_Supplied entries_.

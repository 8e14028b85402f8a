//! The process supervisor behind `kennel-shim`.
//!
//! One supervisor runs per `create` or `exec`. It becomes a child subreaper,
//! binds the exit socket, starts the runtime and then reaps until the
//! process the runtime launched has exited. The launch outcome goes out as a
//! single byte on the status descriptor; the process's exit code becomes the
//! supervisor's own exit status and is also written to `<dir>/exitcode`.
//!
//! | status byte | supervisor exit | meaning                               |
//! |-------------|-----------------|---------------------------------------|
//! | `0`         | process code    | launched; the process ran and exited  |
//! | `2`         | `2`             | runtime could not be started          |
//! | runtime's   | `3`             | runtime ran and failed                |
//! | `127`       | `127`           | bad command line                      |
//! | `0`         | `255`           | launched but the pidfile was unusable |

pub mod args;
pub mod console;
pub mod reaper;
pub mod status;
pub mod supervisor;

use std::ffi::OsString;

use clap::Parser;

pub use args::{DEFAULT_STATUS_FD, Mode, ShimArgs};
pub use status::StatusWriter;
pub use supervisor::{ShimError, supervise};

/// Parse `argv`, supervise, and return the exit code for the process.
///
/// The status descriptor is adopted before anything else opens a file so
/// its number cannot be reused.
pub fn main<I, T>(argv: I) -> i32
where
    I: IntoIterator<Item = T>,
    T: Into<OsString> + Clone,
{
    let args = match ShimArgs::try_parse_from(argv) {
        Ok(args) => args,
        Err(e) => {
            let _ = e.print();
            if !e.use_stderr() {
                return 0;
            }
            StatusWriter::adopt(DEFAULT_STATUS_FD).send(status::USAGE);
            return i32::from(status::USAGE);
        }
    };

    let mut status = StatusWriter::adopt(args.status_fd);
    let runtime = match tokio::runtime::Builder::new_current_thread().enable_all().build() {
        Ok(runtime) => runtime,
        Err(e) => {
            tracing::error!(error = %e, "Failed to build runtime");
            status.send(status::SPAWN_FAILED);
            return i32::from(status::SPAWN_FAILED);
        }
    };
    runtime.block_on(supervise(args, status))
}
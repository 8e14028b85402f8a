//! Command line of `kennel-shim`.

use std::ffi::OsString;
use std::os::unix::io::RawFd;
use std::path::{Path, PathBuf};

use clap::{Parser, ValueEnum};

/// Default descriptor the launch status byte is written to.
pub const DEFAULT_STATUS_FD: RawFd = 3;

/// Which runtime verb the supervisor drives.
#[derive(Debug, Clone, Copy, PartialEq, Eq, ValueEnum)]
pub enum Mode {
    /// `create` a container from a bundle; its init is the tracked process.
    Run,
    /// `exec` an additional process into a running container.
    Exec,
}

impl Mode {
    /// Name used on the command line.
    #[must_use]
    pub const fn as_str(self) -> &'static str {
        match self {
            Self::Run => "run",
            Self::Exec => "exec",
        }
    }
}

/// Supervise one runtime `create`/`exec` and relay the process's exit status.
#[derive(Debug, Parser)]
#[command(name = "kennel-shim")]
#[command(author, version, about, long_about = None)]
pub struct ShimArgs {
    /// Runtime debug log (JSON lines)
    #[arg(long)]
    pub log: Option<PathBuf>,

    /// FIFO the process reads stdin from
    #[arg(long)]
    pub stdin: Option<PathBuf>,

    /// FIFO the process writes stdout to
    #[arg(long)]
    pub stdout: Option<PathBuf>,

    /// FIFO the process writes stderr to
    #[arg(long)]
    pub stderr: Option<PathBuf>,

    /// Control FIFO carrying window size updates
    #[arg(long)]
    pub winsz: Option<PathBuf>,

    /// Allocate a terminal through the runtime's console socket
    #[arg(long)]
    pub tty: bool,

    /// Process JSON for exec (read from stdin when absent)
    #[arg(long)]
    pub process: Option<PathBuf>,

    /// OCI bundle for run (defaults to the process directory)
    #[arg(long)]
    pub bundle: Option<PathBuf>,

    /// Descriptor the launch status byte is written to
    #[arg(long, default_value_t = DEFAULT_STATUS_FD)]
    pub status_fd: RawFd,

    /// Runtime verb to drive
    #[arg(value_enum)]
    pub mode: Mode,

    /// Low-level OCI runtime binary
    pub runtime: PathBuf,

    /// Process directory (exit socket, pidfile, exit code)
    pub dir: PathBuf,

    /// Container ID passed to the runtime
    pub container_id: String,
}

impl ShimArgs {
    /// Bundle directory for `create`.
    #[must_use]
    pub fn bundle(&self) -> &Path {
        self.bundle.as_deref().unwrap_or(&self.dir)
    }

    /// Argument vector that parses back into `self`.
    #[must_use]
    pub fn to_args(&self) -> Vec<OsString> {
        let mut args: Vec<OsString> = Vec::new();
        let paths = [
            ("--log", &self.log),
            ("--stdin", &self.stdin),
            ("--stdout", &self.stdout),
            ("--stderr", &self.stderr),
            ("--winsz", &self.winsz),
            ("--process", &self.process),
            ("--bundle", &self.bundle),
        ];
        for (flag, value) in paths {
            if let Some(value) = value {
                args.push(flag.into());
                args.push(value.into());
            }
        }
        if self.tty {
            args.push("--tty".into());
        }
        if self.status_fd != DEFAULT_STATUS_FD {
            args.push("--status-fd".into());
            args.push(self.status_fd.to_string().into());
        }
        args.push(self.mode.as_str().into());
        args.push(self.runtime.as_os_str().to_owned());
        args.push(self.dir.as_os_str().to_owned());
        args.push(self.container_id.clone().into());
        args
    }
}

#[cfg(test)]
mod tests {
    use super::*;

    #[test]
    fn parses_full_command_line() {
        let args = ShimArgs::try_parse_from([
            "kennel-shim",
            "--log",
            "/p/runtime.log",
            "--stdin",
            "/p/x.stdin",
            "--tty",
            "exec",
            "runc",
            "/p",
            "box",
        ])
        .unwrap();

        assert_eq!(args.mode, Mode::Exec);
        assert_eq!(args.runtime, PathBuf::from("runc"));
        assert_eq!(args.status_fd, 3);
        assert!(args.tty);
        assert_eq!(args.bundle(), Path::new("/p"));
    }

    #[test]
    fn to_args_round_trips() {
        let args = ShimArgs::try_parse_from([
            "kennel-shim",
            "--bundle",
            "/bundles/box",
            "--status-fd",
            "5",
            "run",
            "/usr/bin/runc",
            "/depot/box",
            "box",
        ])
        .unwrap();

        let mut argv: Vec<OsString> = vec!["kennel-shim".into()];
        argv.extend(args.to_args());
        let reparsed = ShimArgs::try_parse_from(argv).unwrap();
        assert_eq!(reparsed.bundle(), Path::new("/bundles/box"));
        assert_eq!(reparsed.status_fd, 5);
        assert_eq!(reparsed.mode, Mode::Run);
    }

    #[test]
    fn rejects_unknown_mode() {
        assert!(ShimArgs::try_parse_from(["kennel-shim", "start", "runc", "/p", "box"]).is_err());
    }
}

_Exercise_.
For this exercise, output exactly the lines above from the line with "let args = match" to the line with "let mut status", counting both, and leave out the rest.

_Solved problem_.
    let args = match ShimArgs::try_parse_from(argv) {
        Ok(args) => args,
        Err(e) => {
            let _ = e.print();
            if !e.use_stderr() {
                return 0;
            }
            StatusWriter::adopt(DEFAULT_STATUS_FD).send(status::USAGE);
            return i32::from(status::USAGE);
        }
    };

    let mut status = StatusWriter::adopt(args.status_fd);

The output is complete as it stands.